── Extracted data ──
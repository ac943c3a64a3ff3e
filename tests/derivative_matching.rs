//! Single-step derivative behavior and whole-input matching.

use gramarye::{Kind, Language, ParseError, Value};
use rstest::rstest;

#[rstest]
#[case('a', true)]
#[case('b', false)]
#[case('z', false)]
fn test_terminal_derivative_follows_predicate(#[case] symbol: char, #[case] accepted: bool) {
    let mut lang = Language::new();
    let a = lang.symbol('a');

    let residual = lang.derive(a, &symbol);
    assert_eq!(lang.accepts_empty(residual), accepted);
}

#[test]
fn test_sequence_matches_in_order() {
    let mut lang = Language::new();
    let a = lang.symbol('a');
    let b = lang.symbol('b');
    let ab = lang.sequence(a, b);

    let forest = lang.parse(ab, "ab".chars()).unwrap();
    assert_eq!(
        forest,
        vec![Value::pair(Value::Symbol('a'), Value::Symbol('b'))]
    );

    let err = lang.parse(ab, "ba".chars()).unwrap_err();
    assert_eq!(
        err,
        ParseError::Mismatch {
            position: 0,
            symbol: 'b'
        }
    );
}

#[rstest]
#[case('a')]
#[case('b')]
fn test_union_accepts_either_branch(#[case] symbol: char) {
    let mut lang = Language::new();
    let a = lang.symbol('a');
    let b = lang.symbol('b');
    let either = lang.union(a, b);

    let residual = lang.derive(either, &symbol);
    assert!(lang.accepts_empty(residual));
    assert_eq!(lang.evaluate(residual), vec![Value::Symbol(symbol)]);
}

#[test]
fn test_union_rejects_unmatched_symbols() {
    let mut lang = Language::new();
    let a = lang.symbol('a');
    let b = lang.symbol('b');
    let either = lang.union(a, b);

    let residual = lang.derive(either, &'z');
    assert_eq!(lang.kind(residual), Kind::Failure);
    assert_eq!(lang.failure_cause(residual), Some(&Value::Symbol('z')));
}

#[test]
fn test_one_of_matches_any_listed_symbol() {
    let mut lang = Language::new();
    let vowel = lang.one_of("aeiou".chars());

    for hit in ["a", "e", "u"] {
        assert!(lang.matches(vowel, hit.chars()));
    }
    assert!(!lang.matches(vowel, "z".chars()));
    assert!(!lang.matches(vowel, "ae".chars()));
}

#[test]
fn test_actions_apply_on_evaluation() {
    let mut lang = Language::new();
    let a = lang.symbol('a');
    let b = lang.symbol('b');
    let ab = lang.sequence(a, b);
    let first_only = lang.reduce(ab, |values| {
        values
            .into_iter()
            .map(|value| match value {
                Value::Pair(left, _) => *left,
                other => other,
            })
            .collect()
    });

    let forest = lang.parse(first_only, "ab".chars()).unwrap();
    assert_eq!(forest, vec![Value::Symbol('a')]);
}

#[test]
fn test_repeated_queries_agree() {
    let mut lang = Language::new();
    let a = lang.symbol('a');
    let b = lang.symbol('b');
    let ab = lang.sequence(a, b);
    let expr = lang.union(ab, a);

    assert_eq!(lang.accepts_empty(expr), lang.accepts_empty(expr));

    let once = lang.derive(expr, &'a');
    let twice = lang.derive(expr, &'a');
    assert_eq!(lang.accepts_empty(once), lang.accepts_empty(twice));
    assert_eq!(lang.evaluate(once), lang.evaluate(twice));
}

#[test]
fn test_parse_forests_serialize_and_round_trip() {
    let mut lang = Language::new();
    let a = lang.symbol('a');
    let b = lang.symbol('b');
    let ab = lang.sequence(a, b);

    let forest = lang.parse(ab, "ab".chars()).unwrap();
    let json = serde_json::to_string(&forest).unwrap();
    assert_eq!(json, r#"[{"Pair":[{"Symbol":"a"},{"Symbol":"b"}]}]"#);

    let back: Vec<Value<char>> = serde_json::from_str(&json).unwrap();
    assert_eq!(back, forest);
}

#[test]
fn test_parse_rejects_trailing_input() {
    let mut lang = Language::new();
    let a = lang.symbol('a');

    let err = lang.parse(a, "ab".chars()).unwrap_err();
    assert_eq!(
        err,
        ParseError::Mismatch {
            position: 1,
            symbol: 'b'
        }
    );
}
───
Using the entries above, extract exactly the span from the line with "filename tests/derivative_matching.rs" to the line with "assert!(lang.accepts_empty(residual));", both lines included; leave out everything else.

Answer space —
filename tests/derivative_matching.rs
//! Single-step derivative behavior and whole-input matching.

use gramarye::{Kind, Language, ParseError, Value};
use rstest::rstest;

#[rstest]
#[case('a', true)]
#[case('b', false)]
#[case('z', false)]
fn test_terminal_derivative_follows_predicate(#[case] symbol: char, #[case] accepted: bool) {
    let mut lang = Language::new();
    let a = lang.symbol('a');

    let residual = lang.derive(a, &symbol);
    assert_eq!(lang.accepts_empty(residual), accepted);
}

#[test]
fn test_sequence_matches_in_order() {
    let mut lang = Language::new();
    let a = lang.symbol('a');
    let b = lang.symbol('b');
    let ab = lang.sequence(a, b);

    let forest = lang.parse(ab, "ab".chars()).unwrap();
    assert_eq!(
        forest,
        vec![Value::pair(Value::Symbol('a'), Value::Symbol('b'))]
    );

    let err = lang.parse(ab, "ba".chars()).unwrap_err();
    assert_eq!(
        err,
        ParseError::Mismatch {
            position: 0,
            symbol: 'b'
        }
    );
}

#[rstest]
#[case('a')]
#[case('b')]
fn test_union_accepts_either_branch(#[case] symbol: char) {
    let mut lang = Language::new();
    let a = lang.symbol('a');
    let b = lang.symbol('b');
    let either = lang.union(a, b);

    let residual = lang.derive(either, &symbol);
    assert!(lang.accepts_empty(residual));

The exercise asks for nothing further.